Although South Africa’s unemployment rate remained unchanged at 29.1% in the final quarter of last year, the National Development Plan aimed for an unemployment rate of 14% by this year.

There were 6.726 million people without jobs in the three months to December 31, from 6.734 million people in the previous quarter, Statistics SA said its quarterly labour force survey.

Under the expanded definition of unemployment, which includes people who have stopped looking for work, unemployment stood at 38.7%, slightly up from 38.5% in the previous quarter.

Based on this, South Africa has the fourth-highest unemployment rate out of 182 countries tracked by Trading Economics – after Namibia, Bosnia and Herzegovina and Angola.

“The NDP aimed for an unemployment rate of 14% by this year. This gives Ramaphosa a lot to answer for when he delivers his state of the nation address on Thursday,” said PwC strategy and economists Lullu Krugel and Christie Viljoen.

Of concern for Krugel and Viljoen was the 159 000 jobs lost in the wholesale and retail trade sector.

“The fourth quarter usually sees an increase in retail employment – and an accompanied decline in the unemployment rate – as retailers increase staff for the November [Black Friday] and December [holiday] shipping periods,” they noted.

“The decline in retail employment reflects weak confidence among retailers and consumer confidence back in negative territory. Another concern is the 77 000 jobs lost in the informal sector – these are often jobs on the margin of the economy, affecting the poorest of the poor.”

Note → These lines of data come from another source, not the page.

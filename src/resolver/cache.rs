//! Concurrent memoizing hostname lookup
//!
//! Entries are created on the first successful lookup and never expire.
//! Concurrent first lookups of the same hostname share a single external call;
//! a failed lookup leaves the entry empty so a later call can still fill it.

use crate::resolver::{Lookup, ResolutionFailure, SystemLookup};
use std::collections::HashMap;
use std::net::IpAddr;
use std::sync::{Arc, Mutex};
use tokio::sync::OnceCell;

type Entry = Arc<OnceCell<IpAddr>>;

/// Hostname to address cache shared by all crawl workers
///
/// The map lock is only held long enough to find or insert an entry; the
/// lookup itself runs outside it, serialized per hostname by the entry.
pub struct ResolutionCache<L = SystemLookup> {
    lookup: L,
    entries: Mutex<HashMap<String, Entry>>,
}

impl ResolutionCache<SystemLookup> {
    /// Creates a cache backed by the operating system resolver
    pub fn new() -> Self {
        Self::with_lookup(SystemLookup)
    }
}

impl Default for ResolutionCache<SystemLookup> {
    fn default() -> Self {
        Self::new()
    }
}

impl<L: Lookup> ResolutionCache<L> {
    /// Creates a cache backed by a custom lookup
    pub fn with_lookup(lookup: L) -> Self {
        Self {
            lookup,
            entries: Mutex::new(HashMap::new()),
        }
    }

    /// Resolves a hostname, performing an external lookup only on a miss
    ///
    /// Hostnames are matched case-insensitively. The first address returned by
    /// the lookup is the one stored.
    ///
    /// # Returns
    ///
    /// * `Ok(IpAddr)` - Cached or freshly resolved address
    /// * `Err(ResolutionFailure)` - Empty hostname, lookup error, or no addresses
    pub async fn resolve(&self, hostname: &str) -> Result<IpAddr, ResolutionFailure> {
        let hostname = hostname.trim();
        if hostname.is_empty() {
            return Err(ResolutionFailure::new(hostname, "empty hostname"));
        }

        let entry = self.entry(hostname);
        if let Some(address) = entry.get() {
            tracing::trace!("Resolution cache hit for {}", hostname);
            return Ok(*address);
        }

        let address = entry
            .get_or_try_init(|| async {
                tracing::debug!("Resolving {}", hostname);
                let addresses = self
                    .lookup
                    .lookup(hostname)
                    .await
                    .map_err(|e| ResolutionFailure::new(hostname, e.to_string()))?;

                addresses
                    .first()
                    .copied()
                    .ok_or_else(|| ResolutionFailure::new(hostname, "no addresses found"))
            })
            .await?;

        Ok(*address)
    }

    /// Returns the cached address without performing a lookup
    pub fn cached(&self, hostname: &str) -> Option<IpAddr> {
        let key = hostname.trim().to_lowercase();
        let entries = self.entries.lock().unwrap_or_else(|e| e.into_inner());
        entries.get(&key).and_then(|cell| cell.get().copied())
    }

    /// Number of hostnames with a stored address
    pub fn len(&self) -> usize {
        let entries = self.entries.lock().unwrap_or_else(|e| e.into_inner());
        entries.values().filter(|cell| cell.initialized()).count()
    }

    pub fn is_empty(&self) -> bool {
        self.len() == 0
    }

    fn entry(&self, hostname: &str) -> Entry {
        let mut entries = self.entries.lock().unwrap_or_else(|e| e.into_inner());
        entries
            .entry(hostname.to_lowercase())
            .or_insert_with(|| Arc::new(OnceCell::new()))
            .clone()
    }
}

The latest Stats SA employment data is released nearly 13 months after government’s Jobs Summit and 17 months after the release of Ramaphosa’s economic stimulus and recovery plan.

“Clearly, neither endeavour has had a real positive impact on the country’s employment creation. The latest unemployment rate does not reflect the ‘steady progress in addressing some of the main impediments to job creation’ that the president referred to in December last year after a meeting of the Presidential Working Committee on Jobs,” Krugel and Viljoen said.

Last year’s World Economic Forum Global Competitiveness Report once again reflected a key challenge for South Africa’s unemployment problem: the lack of sufficient and appropriate skills among its labour force.

The report ranked the skills of the South African workforce as 101 out of 141 countries.

The skill-set of graduates ranked 102nd while the digital skills among the active population ranked a dismal 126th. Due to these issues, the ease of finding skilled employees also ranked poorly at 98th.

The PwC economists called on Ramaphosa to update the nation this week on progress regarding his state of the nation address last year in which he pledged for a comprehensive plan – driven and coordinated by the presidency – to create 2 million new jobs for young people over the next decade.